La peur de l’ogre russe fait perdre la tête aux Européens. Que plus personne ne parle de « valeurs européennes », ces valeurs n’ont plus cours. La dernière fois qu’un pays européen a renvoyé des réfugiés entre les mains de leurs bourreaux, c’étaient les pays où des collaborateurs avaient renvoyait des Juifs arrêtés sur leurs territoires chez les autorités nazies. Nous y voilà à nouveau. La valeur d’une vie humaine varie selon les enjeux. Julian Assange sera probablement le prix pour un nouveau traité sur les libres échanges entre Londres et Washington ; Mahmut Tat (et les autres Kurdes sur la liste turque) est le prix de l’adhésion de la Suède à l’OTAN.

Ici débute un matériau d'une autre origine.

//! Normalized schema object graph.
//!
//! This module provides:
//! - Data models for tables, columns, indexes, foreign keys, views, routines,
//!   events and triggers after filtering and comment splitting
//! - The [`SchemaBuilder`] that normalizes a raw [`Catalog`](crate::catalog::Catalog)
//! - Relationship resolution (foreign/reference keys) and rank computation
//!
//! A [`Schema`] is immutable once [`SchemaBuilder::build`] returns; renderers
//! only ever borrow it.

mod builder;
mod hooks;
mod relation;
mod resolve;

pub use builder::{humanize_interval, reindex, SchemaBuilder, DEFAULT_DELIMITER};
pub use hooks::{Hook, HookOutcome, Hooks};
pub use relation::{ColumnPairs, RelationMap};
pub use resolve::{compute_ranks, link_foreign_keys};

use std::collections::BTreeMap;
use std::fmt;

/// Constraint label for NOT NULL columns outside the primary key
pub const NOT_NULL_LABEL: &str = "NotNull";

/// Identifies a foreign key across the whole schema: declaring table plus constraint name
#[derive(Debug, Clone, PartialEq, Eq, PartialOrd, Ord, Hash)]
pub struct ConstraintKey {
    pub table: String,
    pub name: String,
}

impl ConstraintKey {
    pub fn new(table: impl Into<String>, name: impl Into<String>) -> Self {
        Self {
            table: table.into(),
            name: name.into(),
        }
    }
}

impl fmt::Display for ConstraintKey {
    fn fmt(&self, f: &mut fmt::Formatter<'_>) -> fmt::Result {
        write!(f, "{}.{}", self.table, self.name)
    }
}

/// Column with split comment and constraint labels
#[derive(Debug, Clone, Default, PartialEq)]
pub struct Column {
    pub name: String,
    pub logical_name: String,
    pub summary: String,
    pub col_type: String,
    pub type_declaration: Option<String>,
    pub not_null: bool,
    pub default: Option<String>,
    pub length: Option<u32>,
    pub precision: Option<u32>,
    pub scale: Option<u32>,
    pub unsigned: bool,
    pub collation: Option<String>,
    pub generated: Option<String>,
    /// `NotNull` and `<index>-<position>` labels, in index order
    pub constraints: Vec<String>,
}

impl Column {
    /// Type as written in DDL when known, else the type name
    pub fn display_type(&self) -> &str {
        self.type_declaration.as_deref().unwrap_or(&self.col_type)
    }
}

/// Index after implicit-index removal
#[derive(Debug, Clone, Default, PartialEq)]
pub struct Index {
    pub name: String,
    pub columns: Vec<String>,
    pub unique: bool,
    pub primary: bool,
    pub flags: Vec<String>,
    pub options: BTreeMap<String, String>,
}

/// Foreign key constraint
#[derive(Debug, Clone, Default, PartialEq)]
pub struct ForeignKey {
    pub name: String,
    pub local_table: String,
    pub local_columns: Vec<String>,
    pub foreign_table: String,
    pub foreign_columns: Vec<String>,
    pub on_update: Option<String>,
    pub on_delete: Option<String>,
}

impl ForeignKey {
    pub fn key(&self) -> ConstraintKey {
        ConstraintKey::new(&self.local_table, &self.name)
    }

    /// Positionally paired `(local, foreign)` columns
    pub fn column_pairs(&self) -> impl Iterator<Item = (&str, &str)> {
        self.local_columns
            .iter()
            .zip(&self.foreign_columns)
            .map(|(l, f)| (l.as_str(), f.as_str()))
    }
}

/// Trigger attached to a table
#[derive(Debug, Clone, Default, PartialEq)]
pub struct Trigger {
    pub name: String,
    pub table: String,
    pub statement: String,
    pub event: String,
    pub timing: String,
}

/// Normalized table
#[derive(Debug, Clone, Default, PartialEq)]
pub struct Table {
    pub name: String,
    pub logical_name: String,
    pub summary: String,
    pub collation: Option<String>,
    pub engine: Option<String>,
    pub row_format: Option<String>,
    pub columns: Vec<Column>,
    /// Primary key first, then by name; implicit indexes removed
    pub indexes: Vec<Index>,
    /// Declared foreign keys whose target survived filtering, by constraint name
    pub foreign_keys: BTreeMap<String, ForeignKey>,
    /// Foreign keys of other tables (or this one) pointing here
    pub reference_keys: BTreeMap<ConstraintKey, ForeignKey>,
    pub triggers: Vec<Trigger>,
    /// Rank per foreign key name
    pub ranks: BTreeMap<String, u32>,
}

impl Table {
    /// Get a column by name
    pub fn column(&self, name: &str) -> Option<&Column> {
        self.columns.iter().find(|c| c.name == name)
    }

    /// The primary key index, if any
    pub fn primary_key(&self) -> Option<&Index> {
        self.indexes.iter().find(|i| i.primary)
    }

    /// Whether `column` belongs to the primary key
    pub fn is_primary_column(&self, column: &str) -> bool {
        self.primary_key()
            .map(|pk| pk.columns.iter().any(|c| c == column))
            .unwrap_or(false)
    }

    /// Smallest foreign key rank, 0 when the table has none
    pub fn min_rank(&self) -> u32 {
        self.ranks.values().min().copied().unwrap_or(0)
    }

    /// Rank of a foreign key; missing entries (cycle back-edges) count as 0
    pub fn rank(&self, constraint: &str) -> u32 {
        self.ranks.get(constraint).copied().unwrap_or(0)
    }

    /// Whether the table takes part in any relationship
    pub fn has_relations(&self) -> bool {
        !self.foreign_keys.is_empty() || !self.reference_keys.is_empty()
    }
}

/// Normalized view
#[derive(Debug, Clone, Default, PartialEq)]
pub struct View {
    pub name: String,
    pub logical_name: String,
    pub summary: String,
    pub sql: String,
    pub check_option: Option<String>,
    pub updatable: bool,
    pub columns: Vec<Column>,
    pub indexes: Vec<Index>,
}

/// Stored procedure or function
#[derive(Debug, Clone, Default, PartialEq)]
pub struct Routine {
    pub name: String,
    pub logical_name: String,
    pub summary: String,
    pub kind: String,
    /// `"<MODE> <name> <type>"` entries joined by `", "`
    pub parameters: String,
    pub return_type: Option<String>,
    pub statement: String,
}

/// Scheduled event
#[derive(Debug, Clone, Default, PartialEq)]
pub struct Event {
    pub name: String,
    pub logical_name: String,
    pub summary: String,
    pub statement: String,
    /// Human-readable interval such as `1d 2h`
    pub interval: Option<String>,
    pub since: Option<String>,
    pub until: Option<String>,
}

/// The resolved schema object graph
#[derive(Debug, Clone, Default, PartialEq)]
pub struct Schema {
    pub database: String,
    /// Sorted by name
    pub tables: Vec<Table>,
    pub views: Vec<View>,
    pub routines: Vec<Routine>,
    pub events: Vec<Event>,
    /// Triggers of all included tables, sorted by name
    pub triggers: Vec<Trigger>,
}

impl Schema {
    /// Get a table by name
    pub fn table(&self, name: &str) -> Option<&Table> {
        self.tables.iter().find(|t| t.name == name)
    }

    pub fn view(&self, name: &str) -> Option<&View> {
        self.views.iter().find(|v| v.name == name)
    }

    pub fn routine(&self, name: &str) -> Option<&Routine> {
        self.routines.iter().find(|r| r.name == name)
    }

    pub fn event(&self, name: &str) -> Option<&Event> {
        self.events.iter().find(|e| e.name == name)
    }

    /// Tables shown in a diagram; isolated tables dropped when `skip_no_relation`
    pub fn diagram_tables(&self, skip_no_relation: bool) -> impl Iterator<Item = &Table> {
        self.tables
            .iter()
            .filter(move |t| !skip_no_relation || t.has_relations())
    }

    /// Total number of resolved foreign keys
    pub fn foreign_key_count(&self) -> usize {
        self.tables.iter().map(|t| t.foreign_keys.len()).sum()
    }
}

#[cfg(test)]
mod tests {
    use super::*;

    fn table(name: &str) -> Table {
        Table {
            name: name.to_string(),
            ..Default::default()
        }
    }

    #[test]
    fn test_min_rank_defaults_to_zero() {
        let mut t = table("t_comment");
        assert_eq!(t.min_rank(), 0);
        t.ranks.insert("fk_a".to_string(), 2);
        t.ranks.insert("fk_b".to_string(), 1);
        assert_eq!(t.min_rank(), 1);
        assert_eq!(t.rank("fk_a"), 2);
        assert_eq!(t.rank("missing"), 0);
    }

    #[test]
    fn test_primary_column() {
        let mut t = table("t_article");
        t.indexes.push(Index {
            name: "PRIMARY".to_string(),
            columns: vec!["article_id".to_string()],
            unique: true,
            primary: true,
            ..Default::default()
        });
        assert!(t.is_primary_column("article_id"));
        assert!(!t.is_primary_column("title"));
    }

    #[test]
    fn test_diagram_tables() {
        let mut linked = table("a");
        linked.foreign_keys.insert(
            "fk".to_string(),
            ForeignKey {
                name: "fk".to_string(),
                local_table: "a".to_string(),
                foreign_table: "b".to_string(),
                ..Default::default()
            },
        );
        let schema = Schema {
            tables: vec![linked, table("lonely")],
            ..Default::default()
        };
        assert_eq!(schema.diagram_tables(false).count(), 2);
        let names: Vec<_> = schema.diagram_tables(true).map(|t| t.name.as_str()).collect();
        assert_eq!(names, vec!["a"]);
    }

    #[test]
    fn test_constraint_key_display() {
        assert_eq!(
            ConstraintKey::new("t_comment", "fk_comment_article").to_string(),
            "t_comment.fk_comment_article"
        );
    }
}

Il est amer de constater avec quelle rapidité ces « valeurs européennes » ont perdu – leur valeur. L’Europe sacrifie des vies humaines pour des raisons économiques, géostratégiques et financières. Mais il y en a qui en profitent. L’un de ceux qui bénéficient le plus de la situation actuelle, c’est Recep Tayyip Erdogan, qui, comme Vladimir Poutine, constate qu’il peut imposer tout et n’importe quoi.

On imagine la détresse de Mahmut Tat d’être remis entre les mains de ses tortionnaires. Personne ne suivra son devenir, l’Europe l’a jeté aux lions. Un tel sacrifice correspond à quelle « valeur européenne » ?

Hiver 2022/23. Les crises s’intensifient. C’est chacun pour soi, coûte que coûte. Est-ce que quelqu’un pense réellement que c’est ainsi qu’on arrivera à surmonter cette phase difficile ?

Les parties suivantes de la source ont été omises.